De la parole aux crédits : le Kazakhstan injecte des milliards pour donner du sens à l’Année de la science et de l’enseignement
Sur le papier, l’intention est louable. Mais sans financement massif, elle resterait une incantation. Or, depuis 2022, le gouvernement du Kazakhstan a triplé les investissements dans la recherche scientifique. En avril 2025, lors d’un forum à Almaty, Kassym-Jomart Tokaïev a rappelé que l’État soutient des domaines clés : nucléaire, hydrogène, dessalement, intelligence artificielle. Les chercheurs titulaires de doctorats perçoivent désormais une prime mensuelle pouvant aller jusqu’à 184.600 tenges, soit environ 385 euros.

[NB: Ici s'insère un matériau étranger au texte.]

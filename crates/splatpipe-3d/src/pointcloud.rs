/// A point cloud with points, optional colors, and optional normals.
///
/// Colors and normals, when present, have one entry per point.
#[derive(Debug, Clone, PartialEq)]
pub struct PointCloud {
    // The points in the point cloud.
    points: Vec<[f64; 3]>,
    // The colors of the points.
    colors: Option<Vec<[u8; 3]>>,
    // The normals of the points.
    normals: Option<Vec<[f64; 3]>>,
}

impl PointCloud {
    /// Create a new point cloud from points, colors (optional), and normals (optional).
    pub fn new(
        points: Vec<[f64; 3]>,
        colors: Option<Vec<[u8; 3]>>,
        normals: Option<Vec<[f64; 3]>>,
    ) -> Self {
        debug_assert!(colors.as_ref().map_or(true, |c| c.len() == points.len()));
        debug_assert!(normals.as_ref().map_or(true, |n| n.len() == points.len()));
        Self {
            points,
            colors,
            normals,
        }
    }

    /// Get the number of points in the point cloud.
    #[inline]
    pub fn len(&self) -> usize {
        self.points.len()
    }

    /// Check if the point cloud is empty.
    #[inline]
    pub fn is_empty(&self) -> bool {
        self.points.is_empty()
    }

    /// Get as reference the points in the point cloud.
    pub fn points(&self) -> &[[f64; 3]] {
        &self.points
    }

    /// Get as reference the colors of the points in the point cloud.
    pub fn colors(&self) -> Option<&[[u8; 3]]> {
        self.colors.as_deref()
    }

    /// Get as reference the normals of the points in the point cloud.
    pub fn normals(&self) -> Option<&[[f64; 3]]> {
        self.normals.as_deref()
    }

    /// Axis-aligned bounds as `(min, max)`, or `None` for an empty cloud.
    pub fn bounds(&self) -> Option<([f64; 3], [f64; 3])> {
        let first = *self.points.first()?;
        Some(self.points.iter().fold((first, first), |(min, max), p| {
            (
                [min[0].min(p[0]), min[1].min(p[1]), min[2].min(p[2])],
                [max[0].max(p[0]), max[1].max(p[1]), max[2].max(p[2])],
            )
        }))
    }
}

Et les jeunes chercheurs (moins de 40 ans) bénéficient de bourses dédiées via un fonds national de soutien scientifique.
Côté éducation, les chiffres parlent : plus de 2.500 milliards de tenges (soit plus de 5 milliards d’euros) ont été engagés pour construire des écoles et absorber la croissance démographique attendue d’ici 2026. Le slogan de l’« année de la science et de l’enseignement » ne s’écrit donc pas à l’encre bleue des discours, mais à celle — bien plus rare — des décrets budgétaires.
L’Année des professions ouvrières en 2025 : un prélude oublié ou une réelle base pour 2026 ?
On serait tenté de croire que la « science » vient effacer les « professions ouvrières ». Ce serait un raccourci. L’année 2025, consacrée aux métiers techniques et à leur revalorisation, a ouvert le bal d’un rééquilibrage social : rehaussement des salaires, développement des lycées techniques, révision des formations manuelles. Elle aura permis, selon les autorités, de réduire l’écart entre métiers intellectuels et physiques.